(Dataset entries)
━━━

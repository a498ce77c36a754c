use std::fmt::{Display, Formatter};
use std::path::PathBuf;

/// Failure while turning one header into a SIP artifact.
#[derive(Debug)]
pub enum SipgenError {
    /// The macro-erased header could not be parsed. Aborts the whole run.
    Parse {
        line: usize,
        message: String,
    },
    /// A conditional directive reported by the parser does not line up with
    /// the erased text.
    DirectiveMisalignment {
        line: usize,
        expected: String,
        found: String,
    },
    UnresolvedEnumReference {
        enum_name: String,
        enumerator: String,
        reference: String,
        line: usize,
    },
    UnmatchedOperatorAlias {
        flags: String,
        line: usize,
    },
    UnsupportedComparisonOperator {
        operator: String,
        condition: String,
        line: usize,
    },
    InvalidVersion {
        condition: String,
        line: usize,
    },
    UnterminatedMacro {
        name: String,
        line: usize,
    },
    Io {
        path: PathBuf,
        source: std::io::Error,
    },
}

impl SipgenError {
    /// Parse failures stop the batch; everything else only drops one file.
    pub fn aborts_run(&self) -> bool {
        matches!(self, Self::Parse { .. })
    }

    pub fn line(&self) -> Option<usize> {
        match self {
            Self::Parse { line, .. }
            | Self::DirectiveMisalignment { line, .. }
            | Self::UnresolvedEnumReference { line, .. }
            | Self::UnmatchedOperatorAlias { line, .. }
            | Self::UnsupportedComparisonOperator { line, .. }
            | Self::InvalidVersion { line, .. }
            | Self::UnterminatedMacro { line, .. } => Some(*line),
            Self::Io { .. } => None,
        }
    }
}

impl Display for SipgenError {
    fn fmt(
        &self,
        f: &mut Formatter<'_>,
    ) -> std::fmt::Result {
        match self {
            Self::Parse {
                line,
                message,
            } => write!(f, "line {line}: parse error: {message}"),
            Self::DirectiveMisalignment {
                line,
                expected,
                found,
            } => {
                write!(f, "line {line}: conditional directive mismatch: expected `{expected}`, found `{found}`")
            },
            Self::UnresolvedEnumReference {
                enum_name,
                enumerator,
                reference,
                line,
            } => {
                write!(
                    f,
                    "line {line}: enum `{enum_name}`: value of `{enumerator}` references unknown enumerator `{reference}`"
                )
            },
            Self::UnmatchedOperatorAlias {
                flags,
                line,
            } => {
                write!(f, "line {line}: Q_DECLARE_OPERATORS_FOR_FLAGS({flags}) has no matching Q_DECLARE_FLAGS")
            },
            Self::UnsupportedComparisonOperator {
                operator,
                condition,
                line,
            } => {
                write!(f, "line {line}: unsupported comparison operator `{operator}` in `{condition}`")
            },
            Self::InvalidVersion {
                condition,
                line,
            } => write!(f, "line {line}: cannot read version in `{condition}`"),
            Self::UnterminatedMacro {
                name,
                line,
            } => write!(f, "line {line}: `{name}` is missing its closing `)`"),
            Self::Io {
                path,
                source,
            } => write!(f, "{}: {source}", path.display()),
        }
    }
}

impl std::error::Error for SipgenError {
    fn source(&self) -> Option<&(dyn std::error::Error + 'static)> {
        match self {
            Self::Io { source, .. } => Some(source),
            _ => None,
        }
    }
}

/// A [`SipgenError`] tagged with the header it came from.
#[derive(Debug)]
pub struct FileError {
    pub file: String,
    pub error: SipgenError,
}

impl Display for FileError {
    fn fmt(
        &self,
        f: &mut Formatter<'_>,
    ) -> std::fmt::Result {
        write!(f, "{}: {}", self.file, self.error)
    }
}

impl std::error::Error for FileError {
    fn source(&self) -> Option<&(dyn std::error::Error + 'static)> {
        Some(&self.error)
    }
}

pub type Result<T, E = SipgenError> = std::result::Result<T, E>;
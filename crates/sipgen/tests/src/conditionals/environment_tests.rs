use super::*;

fn directive(
    kind: ConditionalKind,
    condition: &str,
) -> ConditionalDirective {
    let keyword = match kind {
        ConditionalKind::If => "#if",
        ConditionalKind::IfDef => "#ifdef",
        ConditionalKind::IfNDef => "#ifndef",
        ConditionalKind::Else => "#else",
        ConditionalKind::EndIf => "#endif",
    };
    ConditionalDirective {
        kind,
        condition: condition.to_string(),
        text: format!("{keyword} {condition}"),
        line: 7,
    }
}

fn env() -> DefinitionEnvironment {
    DefinitionEnvironment::new(["USE_QFILEDIALOG_OPTIONS"], encode_version(5, 4, 0))
}

#[test]
fn encodes_versions() {
    assert_eq!(encode_version(5, 4, 0), 0x050400);
    assert_eq!(parse_version_setting("5.4.0"), Some(0x050400));
    assert_eq!(parse_version_setting("6.2"), Some(0x060200));
    assert_eq!(parse_version_setting("0x050F00"), Some(0x050F00));
    assert_eq!(parse_version_setting("QT_VERSION_CHECK(5, 15, 2)"), Some(0x050F02));
    assert_eq!(parse_version_setting("5.400.0"), None);
    assert_eq!(parse_version_setting("latest"), None);
}

#[test]
fn ifdef_uses_the_allow_list() {
    let env = env();
    assert!(env.is_active(&directive(ConditionalKind::IfDef, "USE_QFILEDIALOG_OPTIONS")).unwrap());
    assert!(!env.is_active(&directive(ConditionalKind::IfDef, "USE_FOO")).unwrap());
    assert!(!env.is_active(&directive(ConditionalKind::IfDef, "QT_VERSION")).unwrap());
}

#[test]
fn ifndef_is_the_negation() {
    let env = env();
    assert!(!env.is_active(&directive(ConditionalKind::IfNDef, "USE_QFILEDIALOG_OPTIONS")).unwrap());
    assert!(env.is_active(&directive(ConditionalKind::IfNDef, "USE_FOO")).unwrap());
}

#[test]
fn version_predicates_compare_against_target() {
    let env = env();
    let cases = [
        ("QT_VERSION >= 0x050000", true),
        ("QT_VERSION > 0x050400", false),
        ("QT_VERSION >= 0x050400", true),
        ("QT_VERSION < 0x060000", true),
        ("QT_VERSION <= 0x050300", false),
        ("QT_VERSION >= QT_VERSION_CHECK(5, 0, 0)", true),
        ("QT_VERSION < QT_VERSION_CHECK(5,4,0)", false),
        ("QT_VERSION>=327680", true),
    ];
    for (condition, expected) in cases {
        assert_eq!(env.is_active(&directive(ConditionalKind::If, condition)).unwrap(), expected, "{condition}");
        assert_eq!(env.is_active(&directive(ConditionalKind::IfDef, condition)).unwrap(), expected, "{condition}");
    }
}

#[test]
fn unsupported_operators_are_errors() {
    let env = env();
    for (condition, operator) in [("QT_VERSION == 0x050400", "=="), ("QT_VERSION != 0", "!="), ("QT_VERSION & 1", "&")] {
        let error = env.is_active(&directive(ConditionalKind::If, condition)).expect_err(condition);
        match error {
            SipgenError::UnsupportedComparisonOperator {
                operator: found,
                line,
                ..
            } => {
                assert_eq!(found, operator);
                assert_eq!(line, 7);
            },
            other => panic!("unexpected error {other:?}"),
        }
    }
}

#[test]
fn unreadable_versions_are_errors() {
    let env = env();
    for condition in ["QT_VERSION >= QT_VERSION_CHECK(5, 4)", "QT_VERSION >= FIVE", "QT_VERSION >="] {
        let error = env.is_active(&directive(ConditionalKind::If, condition)).expect_err(condition);
        assert!(matches!(error, SipgenError::InvalidVersion { line: 7, .. }), "{condition}");
    }
}

#[test]
fn plain_if_forms() {
    let env = env();
    let cases = [
        ("defined(USE_QFILEDIALOG_OPTIONS)", true),
        ("defined USE_QFILEDIALOG_OPTIONS", true),
        ("defined(USE_FOO)", false),
        ("!defined(USE_FOO)", true),
        ("! defined(USE_QFILEDIALOG_OPTIONS)", false),
        ("USE_QFILEDIALOG_OPTIONS", true),
        ("definedUSE_QFILEDIALOG_OPTIONS", false),
        ("1", true),
        ("0", false),
        ("defined(A) && defined(B)", false),
        ("USE_QFILEDIALOG_OPTIONS || 1", false),
    ];
    for (condition, expected) in cases {
        assert_eq!(env.is_active(&directive(ConditionalKind::If, condition)).unwrap(), expected, "{condition}");
    }
}

#[test]
fn custom_version_symbol() {
    let env = DefinitionEnvironment::new(Vec::<String>::new(), 0x0100).with_version_symbol("CTK_VERSION");
    assert!(env.is_active(&directive(ConditionalKind::If, "CTK_VERSION >= 0x0100")).unwrap());
    assert!(!env.is_active(&directive(ConditionalKind::If, "QT_VERSION >= 0x0100")).unwrap());
}

#[test]
fn builds_from_settings() {
    let settings = PreprocessorSettings::default();
    let env = DefinitionEnvironment::from_settings(&settings);
    assert!(env.is_defined("USE_QFILEDIALOG_OPTIONS"));
    assert_eq!(env.version(), 0x050400);
    assert_eq!(env.version_symbol(), "QT_VERSION");
}
/// Text rendering utilities over syntax tokens and directive lines.
use crate::syntax::cst::{SyntaxNode, SyntaxToken};
use crate::syntax::kind::SyntaxKind;

pub fn node_text<'a>(node: &SyntaxNode, source: &'a str) -> &'a str {
    let range = node.text_range();
    let start = range.start().into();
    let end = range.end().into();
    &source[start..end]
}

/// Join type tokens the way declarations are usually written:
/// `const QMap<QString, int> &`, `unsigned long`, `char **`.
pub fn render_type(tokens: &[SyntaxToken]) -> String {
    let mut out = String::new();
    let mut prev: Option<SyntaxKind> = None;

    for token in tokens {
        let kind = token.kind();
        if let Some(prev) = prev
            && needs_space(prev, kind)
        {
            out.push(' ');
        }
        out.push_str(token.text());
        prev = Some(kind);
    }
    out
}

fn needs_space(
    prev: SyntaxKind,
    next: SyntaxKind,
) -> bool {
    if prev == SyntaxKind::Comma {
        return true;
    }
    if prev.is_word() && next.is_word() {
        return true;
    }
    if prev == SyntaxKind::Greater && next.is_word() {
        return true;
    }
    is_declarator(next) && !is_declarator(prev) && !matches!(prev, SyntaxKind::DoubleColon | SyntaxKind::Less)
}

fn is_declarator(kind: SyntaxKind) -> bool {
    matches!(kind, SyntaxKind::Star | SyntaxKind::Amp | SyntaxKind::AndAnd)
}

/// Join tokens with a single space wherever the source separated them,
/// which collapses comments, newlines and erased macros.
pub fn render_spaced(tokens: &[SyntaxToken]) -> String {
    let mut out = String::new();
    let mut prev_end = None;

    for token in tokens {
        let range = token.text_range();
        if let Some(prev_end) = prev_end
            && range.start() != prev_end
        {
            out.push(' ');
        }
        out.push_str(token.text());
        prev_end = Some(range.end());
    }
    out
}

/// Framework annotation macros left in a declaration (`Q_DECL_DEPRECATED`,
/// `QT_DEPRECATED_X("...")`, `Q_REQUIRED_RESULT`) are dropped together with
/// their argument list. Standard attributes such as `[[nodiscard]]` are
/// dropped as well.
pub fn strip_annotation_macros(tokens: Vec<SyntaxToken>) -> Vec<SyntaxToken> {
    let mut out = Vec::with_capacity(tokens.len());
    let mut iter = tokens.into_iter().peekable();

    while let Some(token) = iter.next() {
        if token.kind() == SyntaxKind::LBracket
            && iter.peek().is_some_and(|next| next.kind() == SyntaxKind::LBracket)
        {
            let mut depth = 1usize;
            for next in iter.by_ref() {
                match next.kind() {
                    SyntaxKind::LBracket => depth += 1,
                    SyntaxKind::RBracket => {
                        depth -= 1;
                        if depth == 0 {
                            break;
                        }
                    },
                    _ => {},
                }
            }
            continue;
        }
        if token.kind() != SyntaxKind::Ident || !is_annotation_macro(token.text()) {
            out.push(token);
            continue;
        }
        if iter.peek().is_some_and(|next| next.kind() == SyntaxKind::LParen) {
            let mut depth = 0usize;
            for next in iter.by_ref() {
                match next.kind() {
                    SyntaxKind::LParen => depth += 1,
                    SyntaxKind::RParen => {
                        depth = depth.saturating_sub(1);
                        if depth == 0 {
                            break;
                        }
                    },
                    _ => {},
                }
            }
        }
    }
    out
}

pub fn is_annotation_macro(text: &str) -> bool {
    let rest = text.strip_prefix("QT_").or_else(|| text.strip_prefix("Q_"));
    rest.is_some_and(|rest| {
        !rest.is_empty() && rest.chars().all(|c| c.is_ascii_uppercase() || c.is_ascii_digit() || c == '_')
    })
}

/// Canonical form of a preprocessor line used to compare directives:
/// comments removed, whitespace collapsed, no space after `#`.
pub fn normalize_directive(line: &str) -> String {
    let mut text = String::with_capacity(line.len());
    let mut rest = line;
    loop {
        let line_comment = rest.find("//");
        let block_comment = rest.find("/*");
        match (line_comment, block_comment) {
            (Some(line_at), block) if block.is_none_or(|block_at| line_at < block_at) => {
                text.push_str(&rest[..line_at]);
                break;
            },
            (_, Some(block_at)) => {
                text.push_str(&rest[..block_at]);
                text.push(' ');
                match rest[block_at + 2..].find("*/") {
                    Some(end) => rest = &rest[block_at + 2 + end + 2..],
                    None => break,
                }
            },
            _ => {
                text.push_str(rest);
                break;
            },
        }
    }

    let collapsed = text
        .replace("\\\n", " ")
        .split_whitespace()
        .collect::<Vec<_>>()
        .join(" ");
    match collapsed.strip_prefix('#') {
        Some(directive) => format!("#{}", directive.trim_start()),
        None => collapsed,
    }
}

#[cfg(test)]
#[path = "../../tests/src/syntax/helpers_tests.rs"]
mod tests;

━━━

**What is needed**: Go through the entries above and pull out each line with "comments" in it.

**Written solution**:
/// which collapses comments, newlines and erased macros.
/// comments removed, whitespace collapsed, no space after `#`.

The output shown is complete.